- Ropinirole is a medication already approved as a treatment for Parkinson’s disease.
- Researchers are now saying the drug may be an effective treatment for amyotrophic lateral sclerosis (ALS).
- The Japanese scientists reached that conclusion after conducting a clinical trial involving 20 people being treated for ALS.
Ropinirole, a drug used to treat Parkinson’s disease, showed promise in delaying the progression of amyotrophic lateral sclerosis (ALS), according to a
Researchers from Japan reached that conclusion after conducting a clinical trial to examine whether ropinirole could help people with ALS, also known as Lou Gehrig’s disease.
The researchers reported on 20 people receiving care at Keio University Hospital in Japan enrolled in the study. None of the participants carried genes that predisposed them to the condition. On average, they had lived with ALS for 18 months.
The trial was double-blind for the first 24 weeks, meaning the participants and doctors were unaware of who received ropinirole and who was getting a placebo. For the next 24 weeks, any participant who wanted to continue received ropinirole.
In the end, seven people receiving ropinirole and one person given placebo completed the entire trial regimen.
The researchers looked at several measures throughout the trial and for four weeks after treatment concluded.
The measurements included:
- Participants’ self-reported physical activity and ability to eat and drink independently.
- Activity data from wearable devices.
- Physician-measured changes in mobility, muscle strength, and lung function.
The researchers reported that participants who received ropinirole during both phases were more physically active than the placebo group. They also had slower rates of decline in mobility, muscle strength, and lung function and were more likely to survive.

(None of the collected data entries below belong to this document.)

use std::fmt;

use crate::{TemperatureProvider, TemperatureReading};

/// Result of [`WeatherClient::get_temperature`]: a reading, or a message ready for display.
#[derive(Debug, Clone, PartialEq, Eq)]
pub enum TemperatureReport {
    Reading(TemperatureReading),
    Failure(String),
}

impl TemperatureReport {
    pub fn reading(&self) -> Option<TemperatureReading> {
        match self {
            TemperatureReport::Reading(reading) => Some(*reading),
            TemperatureReport::Failure(_) => None,
        }
    }

    pub fn is_failure(&self) -> bool {
        matches!(self, TemperatureReport::Failure(_))
    }
}

impl fmt::Display for TemperatureReport {
    fn fmt(&self, f: &mut fmt::Formatter<'_>) -> fmt::Result {
        match self {
            TemperatureReport::Reading(reading) => write!(f, "{reading}"),
            TemperatureReport::Failure(message) => f.write_str(message),
        }
    }
}

/// Facade over any [`TemperatureProvider`]. Provider failures stop here and
/// come back as text; `get_temperature` has no error path.
#[derive(Debug)]
pub struct WeatherClient {
    provider: Box<dyn TemperatureProvider>,
}

impl WeatherClient {
    pub fn new(provider: Box<dyn TemperatureProvider>) -> Self {
        Self { provider }
    }

    pub async fn get_temperature(&self, location: &str) -> TemperatureReport {
        match self.provider.fetch(location).await {
            Ok(reading) => TemperatureReport::Reading(reading),
            Err(err) => {
                tracing::debug!(kind = ?err.kind(), "provider failed, reporting message");
                TemperatureReport::Failure(err.to_string())
            }
        }
    }
}
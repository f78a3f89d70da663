//! Core library for the `weather` CLI.
//!
//! This crate defines:
//! - The `TemperatureProvider` capability and its OpenWeather implementation
//! - `WeatherClient`, the facade that turns provider failures into display text
//! - Configuration & credentials handling
//! - Shared domain models (locations, readings, errors)
//!
//! It is used by `weather-cli`, but can also be reused by other binaries or services.

pub mod client;
pub mod config;
pub mod error;
pub mod model;
pub mod provider;
pub mod transport;

pub use client::{TemperatureReport, WeatherClient};
pub use config::{Config, ProviderConfig};
pub use error::{ErrorKind, ProviderError};
pub use model::{Credential, Location, TemperatureReading};
pub use provider::{ProviderId, TemperatureProvider};
pub use transport::{HttpTransport, ReqwestTransport};
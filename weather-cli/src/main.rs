//! Binary crate for the `weather` command-line tool.
//!
//! This crate focuses on:
//! - Parsing CLI arguments
//! - Interactive configuration
//! - Human-friendly output formatting

use clap::Parser;
use tracing_subscriber::{EnvFilter, fmt, prelude::*};

mod cli;

#[tokio::main]
async fn main() -> anyhow::Result<()> {
    let filter = EnvFilter::try_from_default_env().unwrap_or_else(|_| EnvFilter::new("warn"));

    tracing_subscriber::registry()
        .with(fmt::layer().with_writer(std::io::stderr))
        .with(filter)
        .init();

    let cmd = cli::Cli::parse();
    cmd.run().await
}
use crate::{
    Config, ProviderError, TemperatureReading,
    model::Credential,
    provider::openweather::OpenWeatherProvider,
};
use async_trait::async_trait;
use std::{convert::TryFrom, fmt::Debug};

pub mod openweather;

#[derive(Debug, Clone, Copy, PartialEq, Eq, Hash)]
pub enum ProviderId {
    OpenWeather,
}

impl ProviderId {
    pub fn as_str(&self) -> &'static str {
        match self {
            ProviderId::OpenWeather => "openweather",
        }
    }

    pub const fn all() -> &'static [ProviderId] {
        &[ProviderId::OpenWeather]
    }
}

impl std::fmt::Display for ProviderId {
    fn fmt(&self, f: &mut std::fmt::Formatter<'_>) -> std::fmt::Result {
        f.write_str(self.as_str())
    }
}

impl TryFrom<&str> for ProviderId {
    type Error = anyhow::Error;

    fn try_from(value: &str) -> Result<Self, Self::Error> {
        let lower = value.to_lowercase();

        match lower.as_str() {
            "openweather" => Ok(ProviderId::OpenWeather),
            _ => Err(anyhow::anyhow!("Unknown provider '{value}'. Supported providers: openweather.")),
        }
    }
}

/// A source of current temperature readings for a named location.
#[async_trait]
pub trait TemperatureProvider: Send + Sync + Debug {
    async fn fetch(&self, location: &str) -> Result<TemperatureReading, ProviderError>;
}

/// Build a provider for `id` with an explicit key, honouring any endpoint override in config.
pub fn provider_with_key(
    id: ProviderId,
    api_key: &str,
    config: &Config,
) -> anyhow::Result<Box<dyn TemperatureProvider>> {
    let endpoint = config.provider_config(id).and_then(|cfg| cfg.endpoint.as_deref());

    let boxed: Box<dyn TemperatureProvider> = match id {
        ProviderId::OpenWeather => {
            let provider = OpenWeatherProvider::new(Credential::new(api_key));
            match endpoint {
                Some(endpoint) => Box::new(provider.with_endpoint(endpoint)?),
                None => Box::new(provider),
            }
        }
    };

    Ok(boxed)
}

/// Construct a provider from config and explicit ProviderId.
pub fn provider_from_config(
    id: ProviderId,
    config: &Config,
) -> anyhow::Result<Box<dyn TemperatureProvider>> {
    let api_key = config.provider_api_key(id).ok_or_else(|| {
        anyhow::anyhow!(
            "No API key configured for provider '{id}'.\n\
                 Hint: run `weather configure {id}` and enter your API key."
        )
    })?;

    provider_with_key(id, api_key, config)
}

/// Construct the default provider from config, using `default_provider` field.
pub fn default_provider_from_config(
    config: &Config,
) -> anyhow::Result<Box<dyn TemperatureProvider>> {
    let id = config.default_provider_id()?;
    provider_from_config(id, config)
}

#[cfg(test)]
mod tests {
    use super::*;
    use crate::config::{Config, ProviderConfig};

    #[test]
    fn provider_id_as_str_roundtrip() {
        for id in ProviderId::all() {
            let s = id.as_str();
            let parsed = ProviderId::try_from(s).expect("roundtrip should succeed");
            assert_eq!(*id, parsed);
        }
    }

    #[test]
    fn provider_id_parse_is_case_insensitive() {
        assert_eq!(ProviderId::try_from("OpenWeather").unwrap(), ProviderId::OpenWeather);
    }

    #[test]
    fn unknown_provider_error() {
        let err = ProviderId::try_from("doesnotexist").unwrap_err();
        assert!(err.to_string().contains("Unknown provider"));
    }

    #[test]
    fn provider_from_config_errors_when_missing_api_key() {
        let cfg = Config::default();
        let err = provider_from_config(ProviderId::OpenWeather, &cfg).unwrap_err();
        assert!(err.to_string().contains("No API key configured for provider"));
    }

    #[test]
    fn default_provider_from_config_errors_when_not_set() {
        let cfg = Config::default();
        let err = default_provider_from_config(&cfg).unwrap_err();

        let msg = err.to_string();
        assert!(msg.contains("No default provider configured"));
        assert!(msg.contains("Hint: run `weather configure"));
    }

    #[test]
    fn default_provider_from_config_works_when_set_and_configured() {
        let mut cfg = Config::default();
        cfg.upsert_provider_api_key(ProviderId::OpenWeather, "KEY".to_string());

        let provider = default_provider_from_config(&cfg);
        assert!(provider.is_ok());
    }

    #[test]
    fn bad_endpoint_override_is_reported() {
        let mut cfg = Config::default();
        cfg.providers.insert(
            "openweather".to_string(),
            ProviderConfig { api_key: "KEY".to_string(), endpoint: Some("::nope".to_string()) },
        );

        let err = provider_from_config(ProviderId::OpenWeather, &cfg).unwrap_err();
        assert!(err.to_string().contains("Invalid OpenWeather endpoint"));
    }
}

Dr. Hideyuki Okano, a professor and the chair of the Department of Physiology at Keio University School of Medicine, told Medical News Today that in their drug screening study using patient human induced pluripotent stem cells (iPS cells), they identified the following effects of ropinirole on ALS molecular pathology:
- antioxidant stress
- mitochondrial protection
- inhibition of abnormal protein (TDP-43 and FUS) aggregation formation
- inhibition of apoptosis
- inhibition of lipid peroxide
“These multi-target effects are thought to play a part in the mechanism of ALS symptom amelioration,” Okano said.
The researchers also investigated the mechanisms behind ropinirole’s effectiveness.
To do this, they grew motor neurons from people with ALS and those without the disease.
The researchers reported distinct differences in structure, gene expression, and metabolite concentration. The people who took ropinirole also had less pronounced differences.
The scientists said that they could predict the effectiveness of the ropinirole treatment based on the in vitro results.
“When iPS cells were established from all patients participating in the clinical trial and induced to differentiate into motor neurons, it was found that patient-derived motor neurons had significantly more fragile neurites,” Okano explained. “Treatment with ropinirole improved neurite fragility. However, we found that the motor neurons of the participants were stratified according to the degree of improvement of neurite fragility by ropinirole. Therefore, when patients in clinical trials were classified according to the responsiveness of iPS cell-derived motor neurons to ropinirole, it was found that the group of patients with well improved own motor neurons responded better to ropinirole clinically, and the progression of ALS was reduced.”
“Despite the exciting results, this is a small, early study,” Dr. Alessandro Di Rocco, a neurologist at Northwell Lenox Hill Hospital in New York, told Medical News Today. “This is a very preliminary small clinical study with only a few patients continuing into the observation study who appeared to have a beneficial effect from the drug.”
“The study’s rationale is based on a novel research approach to screening potentially effective drugs, using ‘Induced pluripotent stem cell (iPSC)- derived motor neurons’ from ALS patients. With this method, it may be possible to test whether specific drugs can be directly effective in the affected organs and possibly accelerate the development of candidate drugs,” he added.
“Preliminary laboratory work is essential in determining potential efficacy and potential toxicity,” Di Rocco said. “In this case, safety and toxicity are less critical, as the drug is approved for different indications. The model of Induced pluripotent stem cell (iPSC)- derived motor neurons as in-vitro screening is potentially a ground-breaking approach to drug development.”
The drug improves “on” time (time of good motor function) and minimizes the “off” time (severe motor decline) of Parkinson’s.
It can also help with sleep disturbances and nocturnal psychosis, both associated with Parkinson’s disease.
Some side effects of ropinirole include can include nausea, dizziness, and vomiting.
Experts say you should contact your doctor if side effects do not disappear within a few weeks.